[[ Material shown open ]]
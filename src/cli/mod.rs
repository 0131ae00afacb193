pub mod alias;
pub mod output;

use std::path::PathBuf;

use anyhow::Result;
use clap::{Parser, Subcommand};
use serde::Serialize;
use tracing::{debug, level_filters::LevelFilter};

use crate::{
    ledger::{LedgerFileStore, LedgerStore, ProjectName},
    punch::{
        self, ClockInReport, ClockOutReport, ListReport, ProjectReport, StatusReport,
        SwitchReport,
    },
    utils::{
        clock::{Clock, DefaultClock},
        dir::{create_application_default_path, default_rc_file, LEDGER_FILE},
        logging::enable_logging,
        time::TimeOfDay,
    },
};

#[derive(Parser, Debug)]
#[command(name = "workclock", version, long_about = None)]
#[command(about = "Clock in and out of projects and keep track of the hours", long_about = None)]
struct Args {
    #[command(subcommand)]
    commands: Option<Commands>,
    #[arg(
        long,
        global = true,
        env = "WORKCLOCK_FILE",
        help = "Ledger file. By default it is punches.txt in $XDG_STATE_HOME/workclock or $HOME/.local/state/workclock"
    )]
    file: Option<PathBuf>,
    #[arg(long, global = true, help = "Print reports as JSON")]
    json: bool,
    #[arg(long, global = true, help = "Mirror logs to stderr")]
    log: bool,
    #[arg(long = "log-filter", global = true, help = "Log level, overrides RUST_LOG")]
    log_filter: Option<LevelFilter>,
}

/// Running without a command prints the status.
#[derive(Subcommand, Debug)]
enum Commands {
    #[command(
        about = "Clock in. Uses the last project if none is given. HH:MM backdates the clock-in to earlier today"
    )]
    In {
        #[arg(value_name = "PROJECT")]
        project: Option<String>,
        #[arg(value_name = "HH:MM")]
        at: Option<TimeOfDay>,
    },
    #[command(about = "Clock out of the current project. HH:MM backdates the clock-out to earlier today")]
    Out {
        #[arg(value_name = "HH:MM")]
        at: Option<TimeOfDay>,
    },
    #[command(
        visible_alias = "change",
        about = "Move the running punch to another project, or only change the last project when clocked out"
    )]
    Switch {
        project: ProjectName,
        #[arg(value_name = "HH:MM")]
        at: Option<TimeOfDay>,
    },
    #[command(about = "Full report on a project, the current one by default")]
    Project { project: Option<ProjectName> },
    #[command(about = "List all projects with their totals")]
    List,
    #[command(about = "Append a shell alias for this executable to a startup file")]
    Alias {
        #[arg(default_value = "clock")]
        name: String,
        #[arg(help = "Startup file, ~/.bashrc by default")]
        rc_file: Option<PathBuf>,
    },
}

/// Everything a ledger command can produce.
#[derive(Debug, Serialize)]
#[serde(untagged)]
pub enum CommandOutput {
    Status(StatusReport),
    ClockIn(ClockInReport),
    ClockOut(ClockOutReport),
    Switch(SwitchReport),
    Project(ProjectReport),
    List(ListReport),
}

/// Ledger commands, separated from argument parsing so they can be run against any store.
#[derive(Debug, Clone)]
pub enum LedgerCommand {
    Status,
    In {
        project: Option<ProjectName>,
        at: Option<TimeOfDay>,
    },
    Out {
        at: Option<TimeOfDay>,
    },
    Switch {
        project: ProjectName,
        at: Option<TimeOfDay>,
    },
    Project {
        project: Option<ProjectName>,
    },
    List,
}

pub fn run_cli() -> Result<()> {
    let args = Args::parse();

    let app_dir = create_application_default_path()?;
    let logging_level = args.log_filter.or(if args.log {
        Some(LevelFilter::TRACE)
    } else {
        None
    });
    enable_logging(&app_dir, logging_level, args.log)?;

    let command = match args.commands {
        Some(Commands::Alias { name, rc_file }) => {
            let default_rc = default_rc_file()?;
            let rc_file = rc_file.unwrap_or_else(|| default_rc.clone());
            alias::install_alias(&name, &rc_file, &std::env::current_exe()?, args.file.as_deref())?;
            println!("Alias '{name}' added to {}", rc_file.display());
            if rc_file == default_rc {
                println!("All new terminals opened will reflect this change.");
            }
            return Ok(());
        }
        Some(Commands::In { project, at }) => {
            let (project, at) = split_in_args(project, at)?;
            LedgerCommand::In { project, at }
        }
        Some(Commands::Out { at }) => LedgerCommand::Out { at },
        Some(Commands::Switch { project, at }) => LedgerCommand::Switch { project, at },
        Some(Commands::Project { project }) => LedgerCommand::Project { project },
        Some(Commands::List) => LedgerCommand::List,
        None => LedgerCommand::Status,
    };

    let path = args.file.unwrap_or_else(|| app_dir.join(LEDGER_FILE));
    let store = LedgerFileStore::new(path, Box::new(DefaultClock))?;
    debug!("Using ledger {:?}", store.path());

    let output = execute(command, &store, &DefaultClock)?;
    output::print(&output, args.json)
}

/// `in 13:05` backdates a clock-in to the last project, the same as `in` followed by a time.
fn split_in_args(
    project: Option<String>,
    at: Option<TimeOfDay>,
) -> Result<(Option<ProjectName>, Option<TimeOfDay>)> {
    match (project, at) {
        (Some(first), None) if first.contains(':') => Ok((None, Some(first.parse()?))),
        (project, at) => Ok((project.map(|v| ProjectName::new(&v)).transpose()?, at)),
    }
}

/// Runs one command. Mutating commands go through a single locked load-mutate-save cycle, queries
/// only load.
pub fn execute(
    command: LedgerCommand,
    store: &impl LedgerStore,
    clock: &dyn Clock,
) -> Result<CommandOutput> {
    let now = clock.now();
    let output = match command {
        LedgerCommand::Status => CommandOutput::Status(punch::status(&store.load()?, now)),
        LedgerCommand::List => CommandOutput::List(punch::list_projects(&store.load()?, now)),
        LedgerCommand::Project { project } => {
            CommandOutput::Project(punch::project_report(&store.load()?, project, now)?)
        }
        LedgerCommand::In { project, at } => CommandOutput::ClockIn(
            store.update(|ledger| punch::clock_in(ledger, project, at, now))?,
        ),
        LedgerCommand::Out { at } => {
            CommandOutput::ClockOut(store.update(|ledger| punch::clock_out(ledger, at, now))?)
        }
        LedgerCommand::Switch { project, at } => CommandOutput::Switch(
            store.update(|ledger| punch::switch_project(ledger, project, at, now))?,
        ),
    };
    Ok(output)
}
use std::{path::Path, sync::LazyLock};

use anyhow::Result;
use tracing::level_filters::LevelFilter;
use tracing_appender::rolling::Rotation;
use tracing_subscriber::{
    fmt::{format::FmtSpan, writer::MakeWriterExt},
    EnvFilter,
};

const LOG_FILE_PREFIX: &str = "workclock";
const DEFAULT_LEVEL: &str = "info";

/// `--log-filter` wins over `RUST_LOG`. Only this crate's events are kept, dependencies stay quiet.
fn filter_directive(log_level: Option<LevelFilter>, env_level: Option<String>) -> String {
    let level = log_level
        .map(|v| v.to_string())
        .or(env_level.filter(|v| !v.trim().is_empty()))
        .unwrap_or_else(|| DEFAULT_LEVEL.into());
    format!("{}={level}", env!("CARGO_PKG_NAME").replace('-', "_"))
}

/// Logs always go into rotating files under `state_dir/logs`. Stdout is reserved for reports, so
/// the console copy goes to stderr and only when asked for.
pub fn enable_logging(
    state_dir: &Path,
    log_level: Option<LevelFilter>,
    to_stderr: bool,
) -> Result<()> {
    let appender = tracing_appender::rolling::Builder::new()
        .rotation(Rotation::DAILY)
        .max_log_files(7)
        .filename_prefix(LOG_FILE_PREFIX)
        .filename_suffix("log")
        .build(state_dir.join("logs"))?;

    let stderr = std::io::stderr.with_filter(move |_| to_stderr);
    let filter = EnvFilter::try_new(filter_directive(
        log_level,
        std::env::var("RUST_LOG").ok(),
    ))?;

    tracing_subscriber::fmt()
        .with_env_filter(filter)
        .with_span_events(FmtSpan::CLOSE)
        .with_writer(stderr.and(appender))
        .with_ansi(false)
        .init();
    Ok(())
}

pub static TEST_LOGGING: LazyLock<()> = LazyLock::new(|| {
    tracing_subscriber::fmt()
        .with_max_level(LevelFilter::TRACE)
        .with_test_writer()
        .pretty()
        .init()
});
[[ Material shown closed ]]
[[ Material shown open ]]
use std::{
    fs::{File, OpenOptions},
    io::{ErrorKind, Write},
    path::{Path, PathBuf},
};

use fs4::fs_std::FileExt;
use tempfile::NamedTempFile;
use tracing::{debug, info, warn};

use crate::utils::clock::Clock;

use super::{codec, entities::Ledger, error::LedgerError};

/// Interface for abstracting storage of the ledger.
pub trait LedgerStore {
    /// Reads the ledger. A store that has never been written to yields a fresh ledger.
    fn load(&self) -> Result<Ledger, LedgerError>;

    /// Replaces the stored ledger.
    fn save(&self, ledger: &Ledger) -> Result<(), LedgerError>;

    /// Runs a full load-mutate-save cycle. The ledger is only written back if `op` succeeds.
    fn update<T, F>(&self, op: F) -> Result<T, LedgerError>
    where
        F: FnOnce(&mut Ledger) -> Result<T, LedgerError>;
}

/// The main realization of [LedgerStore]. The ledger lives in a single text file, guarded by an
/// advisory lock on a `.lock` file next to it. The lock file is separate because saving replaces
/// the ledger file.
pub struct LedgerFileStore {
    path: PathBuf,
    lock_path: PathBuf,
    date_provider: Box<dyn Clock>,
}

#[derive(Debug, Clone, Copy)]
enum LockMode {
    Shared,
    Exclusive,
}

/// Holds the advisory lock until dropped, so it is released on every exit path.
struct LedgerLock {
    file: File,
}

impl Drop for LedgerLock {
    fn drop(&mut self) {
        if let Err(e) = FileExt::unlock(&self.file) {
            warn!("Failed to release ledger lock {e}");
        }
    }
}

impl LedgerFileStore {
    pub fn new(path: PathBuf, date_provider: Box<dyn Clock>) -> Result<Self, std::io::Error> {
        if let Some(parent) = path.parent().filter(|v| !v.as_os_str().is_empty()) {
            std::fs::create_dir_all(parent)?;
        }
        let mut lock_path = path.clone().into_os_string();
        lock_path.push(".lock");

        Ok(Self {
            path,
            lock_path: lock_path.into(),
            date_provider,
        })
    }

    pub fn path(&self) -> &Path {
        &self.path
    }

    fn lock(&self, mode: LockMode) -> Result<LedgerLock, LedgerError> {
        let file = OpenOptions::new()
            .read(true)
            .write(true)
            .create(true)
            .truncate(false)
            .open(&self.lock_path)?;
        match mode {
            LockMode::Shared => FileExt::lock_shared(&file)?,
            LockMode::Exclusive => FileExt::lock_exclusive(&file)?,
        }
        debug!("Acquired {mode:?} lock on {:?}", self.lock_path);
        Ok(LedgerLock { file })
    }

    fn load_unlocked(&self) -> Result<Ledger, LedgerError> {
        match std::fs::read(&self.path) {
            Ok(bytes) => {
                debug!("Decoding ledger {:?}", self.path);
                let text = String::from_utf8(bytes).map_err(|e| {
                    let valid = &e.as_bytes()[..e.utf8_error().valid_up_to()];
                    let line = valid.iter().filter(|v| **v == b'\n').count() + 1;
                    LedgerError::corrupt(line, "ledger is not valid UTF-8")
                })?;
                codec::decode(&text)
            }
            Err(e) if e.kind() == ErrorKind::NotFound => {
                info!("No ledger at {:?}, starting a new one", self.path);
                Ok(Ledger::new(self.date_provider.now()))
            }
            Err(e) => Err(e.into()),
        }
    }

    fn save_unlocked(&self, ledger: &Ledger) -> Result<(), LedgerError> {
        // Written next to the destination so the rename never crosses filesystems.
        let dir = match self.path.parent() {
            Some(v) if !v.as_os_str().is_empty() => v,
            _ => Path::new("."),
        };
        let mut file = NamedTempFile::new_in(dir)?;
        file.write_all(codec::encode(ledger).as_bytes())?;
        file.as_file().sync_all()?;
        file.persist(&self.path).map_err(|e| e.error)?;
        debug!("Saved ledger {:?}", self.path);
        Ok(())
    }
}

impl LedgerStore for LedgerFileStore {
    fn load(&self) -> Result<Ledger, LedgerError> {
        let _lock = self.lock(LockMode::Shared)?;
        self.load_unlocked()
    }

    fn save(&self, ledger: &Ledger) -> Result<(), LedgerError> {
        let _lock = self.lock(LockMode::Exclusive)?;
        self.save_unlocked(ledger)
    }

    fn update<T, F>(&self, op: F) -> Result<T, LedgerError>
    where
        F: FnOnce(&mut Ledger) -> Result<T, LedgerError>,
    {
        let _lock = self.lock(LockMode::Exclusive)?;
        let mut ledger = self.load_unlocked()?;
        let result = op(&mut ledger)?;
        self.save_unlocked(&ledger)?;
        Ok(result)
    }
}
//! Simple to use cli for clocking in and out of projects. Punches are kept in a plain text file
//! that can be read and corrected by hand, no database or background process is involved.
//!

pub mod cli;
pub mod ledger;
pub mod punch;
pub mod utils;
[[ Material shown closed ]]
→ Problem requirements
What is needed is an exact copy of the lines above, from the one containing "let valid = &e.as_bytes()[..e.utf8_error().valid_up_to()];" through the one containing "let mut file", with nothing added.

→ Exercise result
                    let valid = &e.as_bytes()[..e.utf8_error().valid_up_to()];
                    let line = valid.iter().filter(|v| **v == b'\n').count() + 1;
                    LedgerError::corrupt(line, "ledger is not valid UTF-8")
                })?;
                codec::decode(&text)
            }
            Err(e) if e.kind() == ErrorKind::NotFound => {
                info!("No ledger at {:?}, starting a new one", self.path);
                Ok(Ledger::new(self.date_provider.now()))
            }
            Err(e) => Err(e.into()),
        }
    }

    fn save_unlocked(&self, ledger: &Ledger) -> Result<(), LedgerError> {
        // Written next to the destination so the rename never crosses filesystems.
        let dir = match self.path.parent() {
            Some(v) if !v.as_os_str().is_empty() => v,
            _ => Path::new("."),
        };
        let mut file = NamedTempFile::new_in(dir)?;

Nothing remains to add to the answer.